Work to be completed:
Where does "OperationError" appear in the data? Return each line that holds it.

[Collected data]
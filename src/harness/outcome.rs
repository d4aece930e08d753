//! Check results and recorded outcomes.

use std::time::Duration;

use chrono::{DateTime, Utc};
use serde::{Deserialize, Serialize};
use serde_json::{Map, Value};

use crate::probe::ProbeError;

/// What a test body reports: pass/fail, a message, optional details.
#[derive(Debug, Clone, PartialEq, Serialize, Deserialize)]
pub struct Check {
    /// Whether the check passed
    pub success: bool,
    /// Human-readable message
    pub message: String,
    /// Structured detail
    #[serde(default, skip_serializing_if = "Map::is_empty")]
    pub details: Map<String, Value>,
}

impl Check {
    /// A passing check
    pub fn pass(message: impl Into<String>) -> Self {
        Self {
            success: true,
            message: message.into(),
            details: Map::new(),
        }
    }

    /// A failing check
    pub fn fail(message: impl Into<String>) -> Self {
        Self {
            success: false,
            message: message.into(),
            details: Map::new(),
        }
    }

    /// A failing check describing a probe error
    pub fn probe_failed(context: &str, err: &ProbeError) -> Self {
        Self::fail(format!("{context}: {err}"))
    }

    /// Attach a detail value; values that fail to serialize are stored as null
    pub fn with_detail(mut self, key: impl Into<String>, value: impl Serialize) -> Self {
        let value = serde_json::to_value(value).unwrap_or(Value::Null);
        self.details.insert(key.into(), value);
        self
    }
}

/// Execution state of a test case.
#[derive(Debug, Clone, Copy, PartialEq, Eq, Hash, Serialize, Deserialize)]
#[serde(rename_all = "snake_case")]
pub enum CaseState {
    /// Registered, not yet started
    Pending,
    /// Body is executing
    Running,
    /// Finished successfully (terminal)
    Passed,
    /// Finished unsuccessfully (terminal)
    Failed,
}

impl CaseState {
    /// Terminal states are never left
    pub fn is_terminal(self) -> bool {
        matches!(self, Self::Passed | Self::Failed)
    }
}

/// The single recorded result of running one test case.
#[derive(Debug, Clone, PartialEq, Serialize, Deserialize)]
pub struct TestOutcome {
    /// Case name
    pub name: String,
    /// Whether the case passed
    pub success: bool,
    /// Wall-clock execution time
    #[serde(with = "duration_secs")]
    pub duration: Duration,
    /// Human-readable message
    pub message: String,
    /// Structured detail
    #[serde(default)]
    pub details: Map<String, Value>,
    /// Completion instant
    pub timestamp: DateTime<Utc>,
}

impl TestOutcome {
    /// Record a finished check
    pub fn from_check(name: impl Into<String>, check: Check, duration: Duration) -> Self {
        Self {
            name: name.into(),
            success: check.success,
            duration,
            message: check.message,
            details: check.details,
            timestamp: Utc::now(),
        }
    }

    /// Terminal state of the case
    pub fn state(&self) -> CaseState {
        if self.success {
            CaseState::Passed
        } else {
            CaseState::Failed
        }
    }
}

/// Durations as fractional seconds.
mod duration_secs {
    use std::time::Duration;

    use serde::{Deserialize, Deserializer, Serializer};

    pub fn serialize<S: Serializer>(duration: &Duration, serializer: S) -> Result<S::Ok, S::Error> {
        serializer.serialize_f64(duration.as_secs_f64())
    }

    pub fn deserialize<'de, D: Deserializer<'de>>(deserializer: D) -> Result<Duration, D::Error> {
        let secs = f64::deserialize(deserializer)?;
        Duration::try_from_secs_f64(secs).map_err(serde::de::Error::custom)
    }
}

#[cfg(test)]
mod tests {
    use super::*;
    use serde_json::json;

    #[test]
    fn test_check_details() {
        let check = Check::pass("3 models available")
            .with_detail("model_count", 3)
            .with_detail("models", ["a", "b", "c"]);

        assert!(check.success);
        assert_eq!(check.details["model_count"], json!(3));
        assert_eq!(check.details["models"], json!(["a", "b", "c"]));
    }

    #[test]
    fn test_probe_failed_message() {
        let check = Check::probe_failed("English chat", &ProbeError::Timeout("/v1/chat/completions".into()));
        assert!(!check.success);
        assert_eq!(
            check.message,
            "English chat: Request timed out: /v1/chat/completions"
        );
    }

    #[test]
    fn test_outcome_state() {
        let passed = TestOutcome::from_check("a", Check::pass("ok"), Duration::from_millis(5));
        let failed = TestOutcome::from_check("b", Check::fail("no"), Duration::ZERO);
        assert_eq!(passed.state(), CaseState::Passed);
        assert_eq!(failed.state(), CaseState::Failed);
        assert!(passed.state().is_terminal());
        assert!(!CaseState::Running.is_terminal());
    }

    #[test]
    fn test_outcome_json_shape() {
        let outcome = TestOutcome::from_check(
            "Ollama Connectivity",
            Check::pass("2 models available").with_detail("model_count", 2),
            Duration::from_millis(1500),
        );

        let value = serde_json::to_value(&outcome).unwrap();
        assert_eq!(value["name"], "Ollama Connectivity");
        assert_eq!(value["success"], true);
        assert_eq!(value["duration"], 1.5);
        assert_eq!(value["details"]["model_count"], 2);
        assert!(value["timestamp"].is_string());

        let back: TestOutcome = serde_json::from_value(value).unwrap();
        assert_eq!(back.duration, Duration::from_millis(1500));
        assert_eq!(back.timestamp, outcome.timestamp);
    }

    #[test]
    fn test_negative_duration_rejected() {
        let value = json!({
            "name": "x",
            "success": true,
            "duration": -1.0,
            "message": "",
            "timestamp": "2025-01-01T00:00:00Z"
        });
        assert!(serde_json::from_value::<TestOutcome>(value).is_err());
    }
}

==

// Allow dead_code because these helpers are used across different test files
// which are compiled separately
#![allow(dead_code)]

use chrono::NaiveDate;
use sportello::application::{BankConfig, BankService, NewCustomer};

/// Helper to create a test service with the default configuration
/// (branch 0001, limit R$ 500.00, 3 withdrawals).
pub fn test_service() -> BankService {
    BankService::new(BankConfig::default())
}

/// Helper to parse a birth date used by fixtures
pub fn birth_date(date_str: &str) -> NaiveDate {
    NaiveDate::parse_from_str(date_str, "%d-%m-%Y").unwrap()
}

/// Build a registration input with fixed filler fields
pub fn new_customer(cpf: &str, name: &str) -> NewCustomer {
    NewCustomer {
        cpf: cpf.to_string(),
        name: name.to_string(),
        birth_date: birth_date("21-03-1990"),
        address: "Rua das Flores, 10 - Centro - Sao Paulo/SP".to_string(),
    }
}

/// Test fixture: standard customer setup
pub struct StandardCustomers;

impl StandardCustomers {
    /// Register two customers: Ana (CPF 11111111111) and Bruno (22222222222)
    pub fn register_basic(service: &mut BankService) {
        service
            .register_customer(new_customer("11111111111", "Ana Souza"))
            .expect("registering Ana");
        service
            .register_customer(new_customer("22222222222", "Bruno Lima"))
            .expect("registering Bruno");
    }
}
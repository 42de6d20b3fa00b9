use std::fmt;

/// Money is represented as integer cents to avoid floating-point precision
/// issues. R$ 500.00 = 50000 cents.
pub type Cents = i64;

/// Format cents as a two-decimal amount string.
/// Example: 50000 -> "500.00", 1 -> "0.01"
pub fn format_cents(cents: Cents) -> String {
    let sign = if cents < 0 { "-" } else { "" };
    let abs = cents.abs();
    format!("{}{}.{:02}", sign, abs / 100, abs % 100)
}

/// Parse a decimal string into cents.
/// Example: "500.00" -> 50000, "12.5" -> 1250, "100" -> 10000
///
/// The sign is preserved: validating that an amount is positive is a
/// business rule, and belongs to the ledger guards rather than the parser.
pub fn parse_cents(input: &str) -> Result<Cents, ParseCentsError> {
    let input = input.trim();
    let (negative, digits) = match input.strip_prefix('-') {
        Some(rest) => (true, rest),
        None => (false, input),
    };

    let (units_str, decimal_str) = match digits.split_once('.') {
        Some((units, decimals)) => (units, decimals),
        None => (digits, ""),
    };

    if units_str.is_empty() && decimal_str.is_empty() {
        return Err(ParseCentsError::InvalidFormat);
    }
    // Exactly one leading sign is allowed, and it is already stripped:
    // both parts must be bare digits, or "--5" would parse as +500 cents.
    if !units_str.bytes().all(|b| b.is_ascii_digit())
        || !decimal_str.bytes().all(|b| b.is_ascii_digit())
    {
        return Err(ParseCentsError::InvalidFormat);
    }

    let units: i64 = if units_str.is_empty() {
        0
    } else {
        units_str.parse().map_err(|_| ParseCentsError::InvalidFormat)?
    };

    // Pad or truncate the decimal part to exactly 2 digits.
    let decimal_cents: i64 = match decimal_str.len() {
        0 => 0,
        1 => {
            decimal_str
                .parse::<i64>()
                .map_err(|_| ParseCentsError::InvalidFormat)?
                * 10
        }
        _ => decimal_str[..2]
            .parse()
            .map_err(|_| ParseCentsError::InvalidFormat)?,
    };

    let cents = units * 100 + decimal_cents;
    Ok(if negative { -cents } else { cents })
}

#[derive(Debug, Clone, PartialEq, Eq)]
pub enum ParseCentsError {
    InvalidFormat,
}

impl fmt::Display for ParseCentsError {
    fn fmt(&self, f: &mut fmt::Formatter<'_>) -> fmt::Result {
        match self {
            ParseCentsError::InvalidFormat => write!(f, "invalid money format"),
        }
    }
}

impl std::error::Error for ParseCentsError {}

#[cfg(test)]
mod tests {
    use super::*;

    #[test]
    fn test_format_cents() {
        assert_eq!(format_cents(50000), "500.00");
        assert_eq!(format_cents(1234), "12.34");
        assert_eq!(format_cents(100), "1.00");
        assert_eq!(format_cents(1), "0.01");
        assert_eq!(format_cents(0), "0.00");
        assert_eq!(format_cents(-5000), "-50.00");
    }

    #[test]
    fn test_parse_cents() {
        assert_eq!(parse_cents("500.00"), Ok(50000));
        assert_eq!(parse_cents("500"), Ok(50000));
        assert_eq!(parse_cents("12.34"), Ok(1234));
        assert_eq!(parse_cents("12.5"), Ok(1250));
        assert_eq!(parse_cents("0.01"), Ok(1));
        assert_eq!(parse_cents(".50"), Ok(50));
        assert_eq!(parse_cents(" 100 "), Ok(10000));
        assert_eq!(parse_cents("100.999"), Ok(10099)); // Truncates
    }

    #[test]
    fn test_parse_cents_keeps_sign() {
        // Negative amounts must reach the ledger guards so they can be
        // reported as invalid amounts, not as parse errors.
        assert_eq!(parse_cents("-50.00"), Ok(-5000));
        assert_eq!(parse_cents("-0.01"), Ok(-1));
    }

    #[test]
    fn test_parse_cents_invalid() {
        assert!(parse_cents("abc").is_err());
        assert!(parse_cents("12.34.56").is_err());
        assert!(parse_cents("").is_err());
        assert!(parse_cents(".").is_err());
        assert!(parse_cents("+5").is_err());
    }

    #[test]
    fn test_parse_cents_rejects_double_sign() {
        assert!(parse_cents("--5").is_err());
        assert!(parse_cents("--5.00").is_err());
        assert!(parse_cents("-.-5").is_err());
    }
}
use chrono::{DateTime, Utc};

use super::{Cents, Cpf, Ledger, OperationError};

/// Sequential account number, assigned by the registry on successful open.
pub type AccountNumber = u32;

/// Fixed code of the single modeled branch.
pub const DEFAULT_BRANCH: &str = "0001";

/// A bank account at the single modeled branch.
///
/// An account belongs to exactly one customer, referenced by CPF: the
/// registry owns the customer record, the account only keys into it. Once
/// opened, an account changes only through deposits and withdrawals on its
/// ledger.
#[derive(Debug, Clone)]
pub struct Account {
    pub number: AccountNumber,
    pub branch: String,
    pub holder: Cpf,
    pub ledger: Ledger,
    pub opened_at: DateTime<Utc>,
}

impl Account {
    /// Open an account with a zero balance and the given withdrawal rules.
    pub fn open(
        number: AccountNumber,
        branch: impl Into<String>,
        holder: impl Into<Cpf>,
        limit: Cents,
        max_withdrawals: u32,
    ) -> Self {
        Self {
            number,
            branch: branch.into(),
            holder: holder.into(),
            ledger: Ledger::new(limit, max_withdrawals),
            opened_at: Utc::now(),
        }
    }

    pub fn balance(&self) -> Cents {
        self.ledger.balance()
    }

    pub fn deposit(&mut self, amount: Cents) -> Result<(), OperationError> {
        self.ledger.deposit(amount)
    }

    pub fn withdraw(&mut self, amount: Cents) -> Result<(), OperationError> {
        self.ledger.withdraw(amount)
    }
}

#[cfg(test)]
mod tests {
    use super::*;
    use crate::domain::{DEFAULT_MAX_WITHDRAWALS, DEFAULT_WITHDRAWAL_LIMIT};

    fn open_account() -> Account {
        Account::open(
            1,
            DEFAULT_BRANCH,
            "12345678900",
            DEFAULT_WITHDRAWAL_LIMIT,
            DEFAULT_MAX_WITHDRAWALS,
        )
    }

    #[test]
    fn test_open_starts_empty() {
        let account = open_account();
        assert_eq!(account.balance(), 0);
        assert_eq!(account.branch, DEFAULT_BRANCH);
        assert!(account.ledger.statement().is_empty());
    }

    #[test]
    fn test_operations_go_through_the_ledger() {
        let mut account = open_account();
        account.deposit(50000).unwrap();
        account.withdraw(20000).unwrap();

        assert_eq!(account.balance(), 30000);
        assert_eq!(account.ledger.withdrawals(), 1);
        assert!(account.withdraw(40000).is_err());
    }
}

Response to the exercise:
use super::{Cents, Cpf, Ledger, OperationError};
    pub fn deposit(&mut self, amount: Cents) -> Result<(), OperationError> {
    pub fn withdraw(&mut self, amount: Cents) -> Result<(), OperationError> {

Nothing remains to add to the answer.